The redesign is the result of extensive consumer insight studies, which have seen Sony submit numerous design materials, work-in-progress code changes and iterative store updates to shoppers and consumers in order to obtain feedback during the two-year redevelopment process. As VP for Sony Entertainment Network operations in Europe, Gordon Thornton, acknowledges it was high time that changes were made.

“The reality of the store is that it has such breadth, with over 1,000 full games, 8,000 add-ons and 20,000 pieces of game content, that we got to the point where consumers would turn up at the old store and feel, like, ‘Well, where do I get stuff?’” admits Thornton.

“So, for this iteration of the store, that was the primary driving force and the key issue we’re attempting to solve.
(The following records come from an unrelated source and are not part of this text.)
//! Graph store abstraction
//!
//! A thin contract over a property-graph backend. Callers never see a query
//! language: writes travel as [`WriteBatch`]es applied atomically, reads are
//! typed lookups. Composite-id uniqueness is enforced by the store; violating
//! upserts coalesce by shallow-merging properties (arrays replaced).

mod memory;

pub use memory::MemoryGraphStore;

use crate::error::Result;
use crate::model::{CompositeId, EdgeKind, EdgeRecord, NodeKind, NodeRecord};
use async_trait::async_trait;
use std::collections::HashMap;

/// A bulk write applied in one transaction.
///
/// Ordering inside a batch: cascading deletes run first, then node upserts,
/// then edge upserts, so a re-parsed file's symbols are replaced atomically.
#[derive(Debug, Default, Clone)]
pub struct WriteBatch {
    /// Files whose descendant symbols must be removed: `(project_id, path)`
    pub delete_file_symbols: Vec<(String, String)>,
    /// Files to remove entirely (node + descendants): `(project_id, path)`
    pub delete_files: Vec<(String, String)>,
    /// Individual nodes to remove together with their edges
    pub delete_nodes: Vec<CompositeId>,
    /// Nodes to upsert
    pub upsert_nodes: Vec<NodeRecord>,
    /// Edges to upsert, keyed by `(kind, src, dst)`
    pub upsert_edges: Vec<EdgeRecord>,
}

impl WriteBatch {
    /// Create an empty batch
    pub fn new() -> Self {
        Self::default()
    }

    /// Whether the batch carries no operations
    pub fn is_empty(&self) -> bool {
        self.delete_file_symbols.is_empty()
            && self.delete_files.is_empty()
            && self.delete_nodes.is_empty()
            && self.upsert_nodes.is_empty()
            && self.upsert_edges.is_empty()
    }

    /// Total operations in the batch
    pub fn operation_count(&self) -> usize {
        self.delete_file_symbols.len()
            + self.delete_files.len()
            + self.delete_nodes.len()
            + self.upsert_nodes.len()
            + self.upsert_edges.len()
    }

    /// Queue a node upsert
    pub fn upsert_node(&mut self, node: NodeRecord) -> &mut Self {
        self.upsert_nodes.push(node);
        self
    }

    /// Queue an edge upsert
    pub fn upsert_edge(&mut self, edge: EdgeRecord) -> &mut Self {
        self.upsert_edges.push(edge);
        self
    }
}

/// Property-graph persistence contract
#[async_trait]
pub trait GraphStore: Send + Sync {
    /// Apply a batch atomically: all operations commit or none do
    async fn apply(&self, batch: WriteBatch) -> Result<()>;

    /// Fetch a node by kind and composite id
    async fn get_node(&self, kind: NodeKind, id: &CompositeId) -> Result<Option<NodeRecord>>;

    /// Nodes of a kind within a project, ordered by composite id
    async fn nodes(
        &self,
        project_id: &str,
        kind: NodeKind,
        limit: usize,
        offset: usize,
    ) -> Result<Vec<NodeRecord>>;

    /// Count nodes of a kind within a project
    async fn count_nodes(&self, project_id: &str, kind: NodeKind) -> Result<usize>;

    /// Nodes of a kind within a project whose `name` property matches exactly
    async fn nodes_by_name(
        &self,
        project_id: &str,
        kind: NodeKind,
        name: &str,
    ) -> Result<Vec<NodeRecord>>;

    /// All edges of a kind whose source belongs to the project
    async fn edges(&self, project_id: &str, kind: EdgeKind) -> Result<Vec<EdgeRecord>>;

    /// Outgoing edges from a node
    async fn edges_from(&self, id: &CompositeId) -> Result<Vec<EdgeRecord>>;

    /// Incoming edges to a node
    async fn edges_to(&self, id: &CompositeId) -> Result<Vec<EdgeRecord>>;

    /// `path → content_hash` for every File node of the project
    async fn file_hashes(&self, project_id: &str) -> Result<HashMap<String, String>>;
}

/// Convenience: whether a node id belongs to a project's id space
pub(crate) fn id_in_project(id: &CompositeId, project_id: &str) -> bool {
    id.as_str() == project_id || id.as_str().starts_with(&format!("{project_id}:"))
}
Hopefully, when people feel that we’ve got that right, we can look at adding more features on a rolling basis and solving other potential issues.”

Thornton is keen to highlight that the job is not done and dusted once the new store is rolled out. Additional design elements and functional improvements will be added on an ongoing basis every one or two months, but the initial splash is aimed at improving the basics.

“We’ve got a lot of features that we want to deliver but we need to get the fundamentals covered first,” confirms Elliot Dumville, product development manager for PS Store Europe. “We definitely wanted to make the store more browsable, which involved talking to all different kinds of consumers to find out how they went about shopping, why were they visiting the store in the first place, how they wanted to go about finding content and how were we making them go about it.”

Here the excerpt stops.